One other striking feature of the boxfish is how smooth it can swim. Gordon and his colleagues determined that its body had a lower than expected drag coefficient, which is a technical way of saying that it can move through the water with little resistance from the water itself.

That is because of the way the shape of the carapace interacts with the fluid immediately surrounding it, which is known as the “boundary layer.” Over millions of years of evolution, the particular shapes of the box fish have been developed in such a way as to draw the boundary layer closer to the body of the fish, thereby reducing its drag through the water, according to Gordon.

Soon after publishing a paper disclosing their findings, several years ago, Gordon says their research generated interest from an unexpected quarter.

“Shortly thereafter I get a sort of a cryptic phone call from someone working for the Goodyear Tire Company in Detroit,” Gordon said. The caller wanted a copy of the research paper.

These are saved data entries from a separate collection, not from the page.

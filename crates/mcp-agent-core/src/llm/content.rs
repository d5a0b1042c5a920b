//! Conversation content model
//!
//! The serde shape matches Gemini's `Content`/`Part` wire format, so the
//! same values are stored in sessions, carried by events and sent to the
//! model.

use serde::{Deserialize, Serialize};
use serde_json::Value;
use std::fmt;

/// Who produced a piece of content
#[derive(Debug, Clone, Copy, PartialEq, Eq, Hash, Serialize, Deserialize)]
#[serde(rename_all = "lowercase")]
pub enum Role {
    User,
    Model,
}

impl fmt::Display for Role {
    fn fmt(&self, f: &mut fmt::Formatter<'_>) -> fmt::Result {
        match self {
            Self::User => write!(f, "user"),
            Self::Model => write!(f, "model"),
        }
    }
}

/// A function call requested by the model
#[derive(Debug, Clone, PartialEq, Serialize, Deserialize)]
pub struct FunctionCall {
    /// Client-assigned call id, pairs the call with its response
    #[serde(default, skip_serializing_if = "Option::is_none")]
    pub id: Option<String>,
    pub name: String,
    #[serde(default)]
    pub args: Value,
}

/// The result of a function call, sent back to the model
#[derive(Debug, Clone, PartialEq, Serialize, Deserialize)]
pub struct FunctionResponse {
    #[serde(default, skip_serializing_if = "Option::is_none")]
    pub id: Option<String>,
    pub name: String,
    pub response: Value,
}

/// One piece of a message
#[derive(Debug, Clone, PartialEq, Serialize, Deserialize)]
#[serde(rename_all = "camelCase")]
pub enum Part {
    Text(String),
    FunctionCall(FunctionCall),
    FunctionResponse(FunctionResponse),
}

impl Part {
    pub fn text(text: impl Into<String>) -> Self {
        Self::Text(text.into())
    }

    pub fn function_call(name: impl Into<String>, args: Value) -> Self {
        Self::FunctionCall(FunctionCall {
            id: None,
            name: name.into(),
            args,
        })
    }

    pub fn function_response(
        id: Option<String>,
        name: impl Into<String>,
        response: Value,
    ) -> Self {
        Self::FunctionResponse(FunctionResponse {
            id,
            name: name.into(),
            response,
        })
    }

    /// Text of a text part
    pub fn as_text(&self) -> Option<&str> {
        match self {
            Self::Text(text) => Some(text),
            _ => None,
        }
    }
}

impl fmt::Display for Part {
    fn fmt(&self, f: &mut fmt::Formatter<'_>) -> fmt::Result {
        match self {
            Self::Text(text) => write!(f, "text={:?}", text),
            Self::FunctionCall(call) => {
                write!(f, "function_call={}({})", call.name, call.args)
            }
            Self::FunctionResponse(response) => {
                write!(f, "function_response={}: {}", response.name, response.response)
            }
        }
    }
}

/// A message: a role plus ordered parts
#[derive(Debug, Clone, PartialEq, Serialize, Deserialize)]
pub struct Content {
    pub role: Role,
    pub parts: Vec<Part>,
}

impl Content {
    pub fn new(role: Role, parts: Vec<Part>) -> Self {
        Self { role, parts }
    }

    /// A user message holding a single text part
    pub fn user_text(text: impl Into<String>) -> Self {
        Self::new(Role::User, vec![Part::text(text)])
    }

    /// A model message holding a single text part
    pub fn model_text(text: impl Into<String>) -> Self {
        Self::new(Role::Model, vec![Part::text(text)])
    }

    /// Concatenated text of all text parts
    pub fn text(&self) -> String {
        self.parts.iter().filter_map(Part::as_text).collect()
    }

    pub fn function_calls(&self) -> Vec<&FunctionCall> {
        self.parts
            .iter()
            .filter_map(|part| match part {
                Part::FunctionCall(call) => Some(call),
                _ => None,
            })
            .collect()
    }

    pub fn function_responses(&self) -> Vec<&FunctionResponse> {
        self.parts
            .iter()
            .filter_map(|part| match part {
                Part::FunctionResponse(response) => Some(response),
                _ => None,
            })
            .collect()
    }
}

impl fmt::Display for Content {
    fn fmt(&self, f: &mut fmt::Formatter<'_>) -> fmt::Result {
        write!(f, "role={} parts=[", self.role)?;
        for (i, part) in self.parts.iter().enumerate() {
            if i > 0 {
                write!(f, ", ")?;
            }
            write!(f, "{}", part)?;
        }
        write!(f, "]")
    }
}

#[cfg(test)]
mod tests {
    use super::*;
    use serde_json::json;

    #[test]
    fn test_wire_format() {
        let content = Content::new(
            Role::Model,
            vec![
                Part::text("Let me compute that."),
                Part::function_call("multiply", json!({"a": 475, "b": 23})),
            ],
        );

        assert_eq!(
            serde_json::to_value(&content).unwrap(),
            json!({
                "role": "model",
                "parts": [
                    {"text": "Let me compute that."},
                    {"functionCall": {"name": "multiply", "args": {"a": 475, "b": 23}}}
                ]
            })
        );
    }

    #[test]
    fn test_text_and_calls() {
        let content = Content::new(
            Role::Model,
            vec![
                Part::text("The answer "),
                Part::function_call("noop", json!({})),
                Part::text("is 10925."),
            ],
        );

        assert_eq!(content.text(), "The answer is 10925.");
        assert_eq!(content.function_calls()[0].name, "noop");
        assert!(content.function_responses().is_empty());
    }

    #[test]
    fn test_display() {
        let content = Content::new(
            Role::User,
            vec![Part::function_response(
                Some("adk-1".into()),
                "multiply",
                json!({"result": "10925"}),
            )],
        );
        assert_eq!(
            content.to_string(),
            r#"role=user parts=[function_response=multiply: {"result":"10925"}]"#
        );
        assert_eq!(
            Content::user_text("hi").to_string(),
            r#"role=user parts=[text="hi"]"#
        );
    }
}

And then, Gordon and his co-authors thought nothing else of it, until DaimlerChrysler unveiled the Mercedes-Benz Bionic in 2005.

That low drag coefficient, it turns out, had caught the attention of engineers at DaimlerChrysler, who wanted to design and build a new concept car based on principles from nature.

Designs with lower resistance to airflow mean higher fuel efficiency, especially at highway speeds when as much as 60 percent of fuel is consumed overcoming air resistance.

Other marine animals, such as dolphins and penguins, have low drag coefficients as well, but the boxfish is a better model for engineering because its rigid body structure and square-shape are more analogous to cars, according to Gordon.

“What you’ve got to remember is that nature has had a lot of time to do a lot of experiments,” Gordon said.

Working with clay models based on the boxfish, engineers in DaimlerChrysler’s Research
Body and Powertrain unit incorporated many of the features of the boxfish. When the models were used to build a full-scale car, the result was a two-door compact car with a bulging front windshield that extended over part of the roof, wing-shaped windows running along its sides, and a large tailgate on the side.

When it was unveiled, Gunter Holzel, director of the Concept and Research Vehicle Construction at DaimlerChrysler, boasted that the car was “one of the most aerodynamically efficient vehicles of its size.”

The engineers had crafted a Bionic Car had a drag coefficient of .19, in contrast to a typical car, which has a drag coefficient around .30 or higher. A Ferrari, for example, ranges from .32 to .42, depending on the year and model. Still, Mercedes Benz never produced the car and it exists purely to this day as an untested concept.

That being the case, Gordon says he has seen the concepts taken from the structure of boxfish incorporated in other new car designs, most notably the Prius, the best-selling hybrid car in America. Even Gordon drives one.

“Little did we know,” Gordon said.

But Greg Thome, a spokesman for Toyota, denied that the design for the Prius had been inspired by either the boxfish or the Bionic Car.

“It could be completely coincidental,” Thome said, when asked to explain the similarities.